That is, of course, antropomorphising copyright in a common figure of speech.
It would be much more logical to say that humans are subjective here, thus to
appear in subject position of the sentence. The _officers of_ the law
instrumentalize the law. "the law" is objective only in a figurative sense,
but it is a type of procedure. The courts have a good reason to lawfully
observe the intent and purpose of the legislator. The legislature had a good
reason to law copyright. That's what I think you said.

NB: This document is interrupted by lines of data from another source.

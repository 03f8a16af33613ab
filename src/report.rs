//! Conflict report output
//!
//! Non-identical duplicates are written either to standard output or
//! appended to a report file, as text blocks or one JSON object per line.

use crate::cleaning::ConflictRecord;
use crate::errors::{CleanError, Result};
use serde::Serialize;
use std::fs::OpenOptions;
use std::io::{self, Write};
use std::path::{Path, PathBuf};

#[derive(Debug, Clone, Copy, Default, PartialEq, Eq, clap::ValueEnum)]
pub enum ReportFormat {
    #[default]
    Text,
    Json,
}

/// Where conflict reports go
#[derive(Debug, Clone, Default, PartialEq, Eq)]
pub enum ReportSink {
    #[default]
    Stdout,
    /// Appended to, created if missing
    File(PathBuf),
}

#[derive(Serialize)]
struct JsonLine<'a> {
    file: &'a str,
    #[serde(flatten)]
    conflict: &'a ConflictRecord,
}

impl ReportSink {
    /// Write the conflicts found in `source`. Nothing is written when there are none.
    pub fn write_conflicts(
        &self,
        source: &Path,
        conflicts: &[ConflictRecord],
        format: ReportFormat,
    ) -> Result<()> {
        if conflicts.is_empty() {
            return Ok(());
        }
        match self {
            ReportSink::Stdout => {
                let stdout = io::stdout();
                let mut out = stdout.lock();
                render(&mut out, source, conflicts, format)
                    .map_err(|e| CleanError::Report(e.to_string()))
            }
            ReportSink::File(path) => {
                let mut file = OpenOptions::new()
                    .create(true)
                    .append(true)
                    .open(path)
                    .map_err(|e| CleanError::io(path, e))?;
                render(&mut file, source, conflicts, format).map_err(|e| CleanError::io(path, e))?;
                log::info!(
                    "Non-identical duplicates checked and raised in {}",
                    path.display()
                );
                Ok(())
            }
        }
    }
}

/// Render conflicts for one file into `out`
pub fn render<W: Write>(
    out: &mut W,
    source: &Path,
    conflicts: &[ConflictRecord],
    format: ReportFormat,
) -> io::Result<()> {
    let file = source.display().to_string();
    match format {
        ReportFormat::Text => {
            writeln!(out, "CLEANING MEI FILE: {}", file)?;
            for conflict in conflicts {
                writeln!(out)?;
                write!(out, "{}", conflict)?;
            }
            writeln!(out)?;
        }
        ReportFormat::Json => {
            for conflict in conflicts {
                let line = JsonLine {
                    file: &file,
                    conflict,
                };
                serde_json::to_writer(&mut *out, &line)?;
                writeln!(out)?;
            }
        }
    }
    Ok(())
}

But there is no good
reason for legislature to uphold the law.

Meanhile, Elsevier has failed tremendously at protecting the IP. If that
constitutes breach of contract, the contract may be suspended.

This would be circular reasoning, if the court is supposed to offer such
protection. There is hope they will continue to fail.

But there is no hope that a state who likewise paywalls public documents like
certain laws and statuts could see its conflict of interest.

\---

To be derisive: It is ironic that an ex-sovjet country citizen would fight
against centralized pooling of resources. Sovjets could not make a five year
plan work, but the free market can handle a 70-year plan? Give me a break.

------
caymanjim
I'd expect Elsevier to sue them for commandeering their domain name like this.
Blocking elsevier.com is one thing (possibly actionable in itself), but taking
them to a different site with its own political agenda is a much bigger
problem. What if they were hijacking a political party's site, or a government
site, or any number of other scenarios? Even if they're up-front about the
hijacking, they're still effectively taking control of something that doesn't
belong to them, regardless of how one might feel about what Elsevier does.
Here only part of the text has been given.